Segment Start: Material supplied

use std::fs;
use std::io::{self, BufReader, BufWriter, Write};
use std::path::{Path, PathBuf};

use async_trait::async_trait;
use meter_metrics::MetricSample;
use meter_statsd::metric;

use crate::memory::MemoryStore;
use crate::statsd::StoreTimers;
use crate::store::{Lookup, MetricStore, StoreError};

/// An error reading or writing a [`SnapshotFile`].
#[derive(Debug, thiserror::Error)]
pub enum SnapshotError {
    /// The file could not be read or written.
    #[error("could not access snapshot file {}", .path.display())]
    Io {
        /// Location of the snapshot.
        path: PathBuf,
        /// The underlying error.
        #[source]
        source: io::Error,
    },

    /// The file does not contain a valid list of samples.
    #[error("could not parse snapshot file {}", .path.display())]
    Parse {
        /// Location of the snapshot.
        path: PathBuf,
        /// The underlying error.
        #[source]
        source: serde_json::Error,
    },

    /// The background task writing the snapshot did not complete.
    #[error("snapshot task failed")]
    Task(#[from] tokio::task::JoinError),
}

/// A file that holds a full dump of all store entries.
///
/// The file contains a JSON array in the wire format of [`MetricSample`]. Writes go to a
/// temporary file in the same directory which then replaces the previous snapshot atomically.
#[derive(Clone, Debug)]
pub struct SnapshotFile {
    path: PathBuf,
}

impl SnapshotFile {
    /// Creates a handle for a snapshot at `path`. The file does not need to exist.
    pub fn new(path: impl Into<PathBuf>) -> Self {
        Self { path: path.into() }
    }

    /// Returns the location of the snapshot.
    pub fn path(&self) -> &Path {
        &self.path
    }

    /// Reads all samples from the snapshot.
    ///
    /// A missing file is an empty snapshot.
    pub fn load(&self) -> Result<Vec<MetricSample>, SnapshotError> {
        let file = match fs::File::open(&self.path) {
            Ok(file) => file,
            Err(error) if error.kind() == io::ErrorKind::NotFound => return Ok(Vec::new()),
            Err(source) => return Err(self.io_error(source)),
        };

        serde_json::from_reader(BufReader::new(file)).map_err(|source| SnapshotError::Parse {
            path: self.path.clone(),
            source,
        })
    }

    /// Atomically replaces the snapshot with the given samples.
    pub fn save(&self, samples: &[MetricSample]) -> Result<(), SnapshotError> {
        let dir = match self.path.parent() {
            Some(dir) if !dir.as_os_str().is_empty() => dir,
            _ => Path::new("."),
        };
        fs::create_dir_all(dir).map_err(|e| self.io_error(e))?;

        let mut temp = tempfile::NamedTempFile::new_in(dir).map_err(|e| self.io_error(e))?;
        {
            let mut writer = BufWriter::new(temp.as_file_mut());
            serde_json::to_writer(&mut writer, samples).map_err(|source| {
                SnapshotError::Parse {
                    path: self.path.clone(),
                    source,
                }
            })?;
            writer.flush().map_err(|e| self.io_error(e))?;
        }
        temp.as_file().sync_all().map_err(|e| self.io_error(e))?;
        temp.persist(&self.path)
            .map_err(|e| self.io_error(e.error))?;

        Ok(())
    }

    fn io_error(&self, source: io::Error) -> SnapshotError {
        SnapshotError::Io {
            path: self.path.clone(),
            source,
        }
    }
}

/// A [`MemoryStore`] backed by a [`SnapshotFile`].
///
/// Writes only touch memory. [`MetricStore::persist`] dumps the full contents to the snapshot
/// file, which the collector calls on a timer or after every write. Concurrent calls to `persist`
/// are serialized, so the file always ends up with the most recent dump.
#[derive(Debug)]
pub struct FileStore {
    memory: MemoryStore,
    snapshot: SnapshotFile,
    persist_lock: tokio::sync::Mutex<()>,
}

impl FileStore {
    /// Creates an empty store that persists to `snapshot`.
    pub fn new(snapshot: SnapshotFile) -> Self {
        Self {
            memory: MemoryStore::new(),
            snapshot,
            persist_lock: tokio::sync::Mutex::new(()),
        }
    }

    /// Creates a store with the contents of the snapshot.
    ///
    /// A missing snapshot file results in an empty store.
    pub async fn restore(snapshot: SnapshotFile) -> Result<Self, StoreError> {
        let store = Self::new(snapshot);
        store.reload().await?;
        Ok(store)
    }

    /// Replaces the in-memory contents with the contents of the snapshot file.
    ///
    /// Returns the number of restored entries.
    pub async fn reload(&self) -> Result<usize, StoreError> {
        let snapshot = self.snapshot.clone();
        let samples = tokio::task::spawn_blocking(move || snapshot.load())
            .await
            .map_err(SnapshotError::from)??;

        let count = samples.len();
        self.memory.replace(samples);
        Ok(count)
    }

    /// Returns the snapshot file of this store.
    pub fn snapshot(&self) -> &SnapshotFile {
        &self.snapshot
    }
}

#[async_trait]
impl MetricStore for FileStore {
    async fn set(&self, sample: MetricSample) -> Result<MetricSample, StoreError> {
        Ok(self.memory.set_sync(sample))
    }

    async fn set_many(&self, batch: Vec<MetricSample>) -> Result<Vec<MetricSample>, StoreError> {
        Ok(self.memory.set_many_sync(batch))
    }

    async fn get(&self, name: &str) -> Result<Option<MetricSample>, StoreError> {
        Ok(self.memory.get_sync(name))
    }

    async fn get_many(&self, names: &[String]) -> Result<Lookup, StoreError> {
        Ok(self.memory.get_many_sync(names))
    }

    async fn get_all(&self) -> Result<Vec<MetricSample>, StoreError> {
        Ok(self.memory.get_all_sync())
    }

    async fn health(&self) -> bool {
        true
    }

    async fn persist(&self) -> Result<(), StoreError> {
        // Held until the file is replaced. A dump taken later must never be overwritten by an
        // earlier one that was slower to write.
        let _guard = self.persist_lock.lock().await;
        let samples = self.memory.get_all_sync();
        let snapshot = self.snapshot.clone();

        metric!(timer(StoreTimers::SnapshotDuration), {
            tokio::task::spawn_blocking(move || snapshot.save(&samples))
                .await
                .map_err(SnapshotError::from)??;
        });

        Ok(())
    }
}

#[cfg(test)]
mod tests {
    use std::collections::HashSet;

    use super::*;

    fn counter(name: &str, delta: i64) -> MetricSample {
        MetricSample::counter(name, delta).unwrap()
    }

    fn gauge(name: &str, value: f64) -> MetricSample {
        MetricSample::gauge(name, value).unwrap()
    }

    fn as_set(samples: Vec<MetricSample>) -> HashSet<String> {
        samples.iter().map(|s| serde_json::to_string(s).unwrap()).collect()
    }

    #[test]
    fn test_missing_snapshot_is_empty() {
        let dir = tempfile::tempdir().unwrap();
        let snapshot = SnapshotFile::new(dir.path().join("metrics.json"));
        assert!(snapshot.load().unwrap().is_empty());
    }

    #[test]
    fn test_corrupt_snapshot() {
        let dir = tempfile::tempdir().unwrap();
        let path = dir.path().join("metrics.json");
        fs::write(&path, b"{not json").unwrap();

        let error = SnapshotFile::new(&path).load().unwrap_err();
        assert!(matches!(error, SnapshotError::Parse { .. }));
    }

    #[test]
    fn test_save_replaces_previous() {
        let dir = tempfile::tempdir().unwrap();
        let snapshot = SnapshotFile::new(dir.path().join("nested").join("metrics.json"));

        snapshot.save(&[gauge("a", 1.0), counter("b", 2)]).unwrap();
        snapshot.save(&[counter("c", 3)]).unwrap();

        assert_eq!(snapshot.load().unwrap(), vec![counter("c", 3)]);
        // Only the snapshot itself remains, no temporary files.
        let files = fs::read_dir(dir.path().join("nested")).unwrap().count();
        assert_eq!(files, 1);
    }

    #[tokio::test]
    async fn test_snapshot_recovery() {
        let dir = tempfile::tempdir().unwrap();
        let snapshot = SnapshotFile::new(dir.path().join("metrics.json"));

        let store = FileStore::new(snapshot.clone());
        for i in 0..20 {
            store.set(counter(&format!("c{i}"), i)).await.unwrap();
            store.set(gauge(&format!("g{i}"), i as f64 * 0.1)).await.unwrap();
        }
        store.set(counter("c3", 10)).await.unwrap();
        store.persist().await.unwrap();

        let restored = FileStore::restore(snapshot).await.unwrap();
        assert_eq!(
            as_set(restored.get_all().await.unwrap()),
            as_set(store.get_all().await.unwrap())
        );
        assert_eq!(restored.get("c3").await.unwrap(), Some(counter("c3", 13)));
    }

    #[tokio::test(flavor = "multi_thread", worker_threads = 4)]
    async fn test_concurrent_persist() {
        let dir = tempfile::tempdir().unwrap();
        let snapshot = SnapshotFile::new(dir.path().join("metrics.json"));
        let store = std::sync::Arc::new(FileStore::new(snapshot.clone()));

        let handles: Vec<_> = (0..32)
            .map(|i| {
                let store = std::sync::Arc::clone(&store);
                tokio::spawn(async move {
                    store.set(counter("hits", 1)).await.unwrap();
                    store.set(gauge(&format!("g{i}"), i as f64)).await.unwrap();
                    store.persist().await.unwrap();
                })
            })
            .collect();
        for handle in handles {
            handle.await.unwrap();
        }

        assert_eq!(
            as_set(snapshot.load().unwrap()),
            as_set(store.get_all().await.unwrap())
        );
        assert_eq!(store.get("hits").await.unwrap(), Some(counter("hits", 32)));
    }

    #[tokio::test]
    async fn test_restore_without_file() {
        let dir = tempfile::tempdir().unwrap();
        let store = FileStore::restore(SnapshotFile::new(dir.path().join("none.json")))
            .await
            .unwrap();
        assert!(store.get_all().await.unwrap().is_empty());
    }
}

Segment End: Material supplied

Instructions to follow: Please go line by line through the records above, copying each one that holds the string "StoreTimers".

Result below:
use crate::statsd::StoreTimers;
        metric!(timer(StoreTimers::SnapshotDuration), {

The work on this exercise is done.